I am reading a book on curve shortening flow. Optionally, please see this image for the page that is confusing me (I am not allowed to include it in this post since I'm new): https://i.stack.imgur.com/L54lm.png [Thanks to user Leonid from SE for the image. Page 17 of The Curve Shortening Problem by Kai Seng Chou and Xi-Ping Zhu]
The authors construct a map $\mathcal{F}$ from $\tilde{C}^{k+2, \alpha}(S^1 \times (0,t))$ to $\tilde{C}^{k, \alpha}(S^1 \times (0,t))$, find its Frechet derivative and show it's an isomorphism, so we can use the inverse function theorem. They say there exists a $t_0$, $\epsilon$ and $\delta$ such that for any $f$ with $\lVert f - \mathcal{F}(v) \rVert < \epsilon $ there exists a unique $u$ such that $\lVert u - v \rVert < \delta$ and $\mathcal{F}(u) = f$ for all $t \leq t_0$.
I am confused about the part they say that "there exists a $t_0$ ... such that $\mathcal{F}(u) = f$ for all $t \leq t_0$". How does this time dependence come into this from the inverse function theorem?
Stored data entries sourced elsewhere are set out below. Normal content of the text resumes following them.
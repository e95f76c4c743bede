//! Handlers for lesson completion and topic progress. All require a token.
//!
//! | Method   | Path | Notes |
//! |----------|------|-------|
//! | `POST`   | `/lessons/{id}/complete` | Idempotent; reports whether the row was new |
//! | `DELETE` | `/lessons/{id}/uncomplete` | `success: false` when nothing to remove |
//! | `GET`    | `/topics/{id}/progress` | Per-lesson completion for the caller |

use axum::{
  Json,
  extract::{Path, State},
};
use chrono::{DateTime, Utc};
use serde::Serialize;
use wace_core::{
  catalog::{LessonId, TopicId},
  progress::{self, MarkOutcome, TopicProgress, UnmarkOutcome},
  store::CourseStore,
};

use crate::{ApiError, auth::AuthUser, state::ApiState};

#[derive(Debug, Serialize)]
pub struct CompletionResponse {
  pub success:      bool,
  pub message:      &'static str,
  #[serde(skip_serializing_if = "Option::is_none")]
  pub completed_at: Option<DateTime<Utc>>,
}

/// `POST /lessons/{id}/complete`
pub async fn mark_complete<S>(
  State(state): State<ApiState<S>>,
  Path(lesson_id): Path<LessonId>,
  auth: AuthUser,
) -> Result<Json<CompletionResponse>, ApiError>
where
  S: CourseStore + 'static,
{
  let outcome = progress::mark_complete(state.store.as_ref(), auth.user.user_id, lesson_id).await?;
  let message = match outcome {
    MarkOutcome::Created(_) => "Lesson marked as complete",
    MarkOutcome::AlreadyCompleted(_) => "Lesson already completed",
  };
  Ok(Json(CompletionResponse {
    success: true,
    message,
    completed_at: Some(outcome.completion().completed_at),
  }))
}

/// `DELETE /lessons/{id}/uncomplete`
pub async fn unmark_complete<S>(
  State(state): State<ApiState<S>>,
  Path(lesson_id): Path<LessonId>,
  auth: AuthUser,
) -> Result<Json<CompletionResponse>, ApiError>
where
  S: CourseStore + 'static,
{
  let outcome =
    progress::unmark_complete(state.store.as_ref(), auth.user.user_id, lesson_id).await?;
  let (success, message) = match outcome {
    UnmarkOutcome::Removed => (true, "Lesson unmarked as complete"),
    UnmarkOutcome::WasNotComplete => (false, "Lesson was not marked as complete"),
  };
  Ok(Json(CompletionResponse { success, message, completed_at: None }))
}

/// `GET /topics/{id}/progress`
pub async fn topic_progress<S>(
  State(state): State<ApiState<S>>,
  Path(topic_id): Path<TopicId>,
  auth: AuthUser,
) -> Result<Json<TopicProgress>, ApiError>
where
  S: CourseStore + 'static,
{
  Ok(Json(
    progress::topic_progress(state.store.as_ref(), auth.user.user_id, topic_id).await?,
  ))
}
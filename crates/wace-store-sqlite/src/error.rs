//! Error type for `wace-store-sqlite`.

use thiserror::Error;

#[derive(Debug, Error)]
pub enum Error {
  #[error("database error: {0}")]
  Database(#[from] tokio_rusqlite::Error),

  #[error("date/time parse error: {0}")]
  DateParse(String),

  #[error("unknown {kind} value in database: {value:?}")]
  UnknownValue { kind: &'static str, value: String },
}

pub type Result<T, E = Error> = std::result::Result<T, E>;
The inverse function theorem I know doesn't state anything about this time dependence. The proof is confusingly written (for me anyway). If they fix the space to be $\tilde{C}^{k, \alpha}(S^1 \times (0,t))$ then how can they only say that the solution exists within a neighbourhood of the $(0,t)$? I thought you don't get control of that, only the space of functions.
Can anyone explain this? Are they using some other theorem? Thanks.